Когда мать еще только носила Генку, отец по распределению приехал в местное отделение Академии наук. Мать готовилась отправиться следом, ждала, когда отец обустроится и вернется за ней. Вещи уже были собраны, билеты забронированы. Но мать так и не приехала: начались преждевременные схватки, и Генка родился семимесячным. Отец прилетел в Ленинград на самолете встречать жену с сыном из больницы. Генка помнил ту фотографию на ступеньках института имени Отта: отец в темных очках, с бородкой клинышком, в пиджаке и галстуке, несмотря на жаркий июль, держит в руках кулек из одеяла, перевязанный лентой, и растерянно смотрит в объектив; рядом серьезная мать с огромным букетом цветов. От роддома они поехали к себе, в коммунальную квартиру на Петроградской стороне, где жили тогда на тридцати семи квадратных метрах под самой крышей в одной комнате с родителями матери. И, конечно, был стол, были родственники, сестра матери с мужем и дочерью, двоюродная сестра матери с мужем и еще двоюродный брат матери без жены (Генкины дядья и тетки) и, разумеется, бабушка. И они сидели за столом, пока Генка спал возле пианино в купленной специально для него, с расчетом на переезд, разборной кроватке, плотно спеленатый, оранжевый от желтушки новорожденных, с припухшими веками и еще не умеющий разговаривать с миром.

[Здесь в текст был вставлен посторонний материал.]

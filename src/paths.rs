//! Path helpers for project and solution files
//!
//! Both file formats store paths with Windows separators regardless of the
//! platform the tool runs on, so every path written into a descriptor goes
//! through [`normalize`].

use std::path::{Component, Path, PathBuf};

/// Separator used inside .csproj and .sln files
pub const FILE_SEPARATOR: char = '\\';

/// Replace every forward slash with a backslash
pub fn normalize(path: &str) -> String {
    path.replace('/', "\\")
}

/// Convert a stored (backslash) path into a path usable on the host filesystem
pub fn to_native(path: &str) -> PathBuf {
    if std::path::MAIN_SEPARATOR == FILE_SEPARATOR {
        PathBuf::from(path)
    } else {
        PathBuf::from(path.replace(FILE_SEPARATOR, std::path::MAIN_SEPARATOR_STR))
    }
}

/// Compute `target` relative to the directory `base_dir`.
///
/// Both paths are lexically cleaned first (`.` removed, `..` folded into the
/// previous segment). The result walks up with `..` as often as needed, so
/// sibling and parent trees are reachable, and always uses backslashes with
/// no leading separator.
pub fn relative_from(base_dir: &Path, target: &Path) -> String {
    let base = clean(base_dir);
    let target = clean(target);

    let base_parts: Vec<Component> = base.components().collect();
    let target_parts: Vec<Component> = target.components().collect();

    let common = base_parts
        .iter()
        .zip(target_parts.iter())
        .take_while(|(a, b)| a == b)
        .count();

    let mut segments: Vec<String> = Vec::new();
    for part in &base_parts[common..] {
        if matches!(part, Component::Normal(_)) {
            segments.push("..".to_string());
        }
    }
    for part in &target_parts[common..] {
        match part {
            Component::Normal(name) => segments.push(name.to_string_lossy().into_owned()),
            Component::ParentDir => segments.push("..".to_string()),
            _ => {}
        }
    }

    segments
        .join("\\")
        .trim_start_matches(['\\', '/'])
        .to_string()
}

/// Lexically resolve `.` and `..` without touching the filesystem
pub fn clean(path: &Path) -> PathBuf {
    let mut result = PathBuf::new();
    for component in path.components() {
        match component {
            Component::CurDir => {}
            Component::ParentDir => {
                let can_pop = matches!(
                    result.components().next_back(),
                    Some(Component::Normal(_))
                );
                if can_pop {
                    result.pop();
                } else if !result.has_root() {
                    result.push("..");
                }
            }
            other => result.push(other.as_os_str()),
        }
    }
    result
}

/// Join `path` onto `base` unless it is already absolute, then clean it
pub fn absolutize(base: &Path, path: &Path) -> PathBuf {
    if path.is_absolute() {
        clean(path)
    } else {
        clean(&base.join(path))
    }
}

/// Final path segment of a token that may use either separator style
pub fn file_name(token: &str) -> &str {
    token.rsplit(['\\', '/']).next().unwrap_or(token)
}
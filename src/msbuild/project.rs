//! Project descriptor (.csproj) model
//!
//! A [`ProjectDescriptor`] is bound to a path (or fresh) and moves from
//! `Unparsed` to `Parsed` the first time any content is needed. After that
//! the in-memory tree is authoritative: mutations stay in memory until
//! [`ProjectDescriptor::save`], and changes made on disk by someone else are
//! only seen after [`ProjectDescriptor::reload`].

use std::fs;
use std::io::Write;
use std::path::{Path, PathBuf};

use log::{debug, info};
use tempfile::NamedTempFile;

use crate::identifier::{CSHARP_PROJECT_TYPE, Identifier};
use crate::paths;

use super::condition::{ConfigKey, parse_condition};
use super::error::{IoContext, ProjectError, ProjectResult};
use super::items::{
    COMPILE, CompileItem, Configuration, HINT_PATH, INCLUDE, PROJECT_REFERENCE, Property,
    ProjectReference, REFERENCE, Reference, SPECIFIC_VERSION, simple_name,
};
use super::xml_tree::{XmlDocument, XmlElement, XmlNode};

const PROPERTY_GROUP: &str = "PropertyGroup";
const ITEM_GROUP: &str = "ItemGroup";
const CONDITION: &str = "Condition";
const PROJECT_GUID: &str = "ProjectGuid";
const PROJECT_TYPE_GUIDS: &str = "ProjectTypeGuids";
const ASSEMBLY_NAME: &str = "AssemblyName";
const MSBUILD_NAMESPACE: &str = "http://schemas.microsoft.com/developer/msbuild/2003";

enum ParseState {
    Unparsed,
    Parsed(ProjectModel),
}

struct ProjectModel {
    /// `None` until the file exists or the first mutation materializes a skeleton
    document: Option<XmlDocument>,
    /// Memoized identifier for projects without a `ProjectGuid`
    generated_id: Option<Identifier>,
}

/// An MSBuild project file opened for editing
pub struct ProjectDescriptor {
    path: Option<PathBuf>,
    relative_path: String,
    state: ParseState,
}

impl Default for ProjectDescriptor {
    fn default() -> Self {
        Self::new()
    }
}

А отец взахлеб рассказывал гостям о Севастополе: о том, как пахнет Приморский бульвар после дождя, как сохнет влажная плитка на набережной, как клубится над ней пар, а солнце, прищурившись сквозь ветви каштанов, чертит на нем, как на рыхлой бумаге, золотые полосы. О том, как гудят в небо Инкермана тепловозы перед воротами порта, о троллейбусе, скулящем над черными тушами танкеров. О цикадах, живущих где-то в трещинах камней причальной стенки. О том, каким простым может быть счастье. И все слушали. И Генка слушал. Он еще не умел различать слова, не знал, кто он есть сам, но уже слушал и запоминал. А потом отец рассказал, что жилье им выделили на дебаркадере, пришвартованном в Карантинной бухте. У них с матерью теперь прекрасная комната, получившаяся из двух кают. И что он сразу влюбился в эту комнату, и в этот дебаркадер, и в причал, по которому взад и вперед, похожие на заложивших за спину руки флотских пенсионеров, бродят тонконогие кулики и из путаницы сухой и ломкой, как проволока, тины выискивают какую-то им понятную живность. Утром он просыпается от клекота воды, бьющей о борт, от тявканья чаек, а солнце кидает блики на потолок каюты через окошко иллюминатора. Тогда Генкина бабушка, все это время не проронившая ни слова, поднялась со стула, хлопнула ладонями по столу так, что подпрыгнули тарелки, и сказала: «Она никуда не поедет. Не отпускаю. Хватит этих интеллигентских соплей. Не позволю ребенка в сырости держать». Это Генке потом рассказывала мать. Отец про Севастополь не вспоминал. Никогда.

Генка побродил по пляжу, высматривая среди мусора гладкие цветные стеклышки. Смеркалось. Пора было возвращаться. Генка не захватил с собой фонарик, а в темноте в заповеднике можно запросто сломать шею.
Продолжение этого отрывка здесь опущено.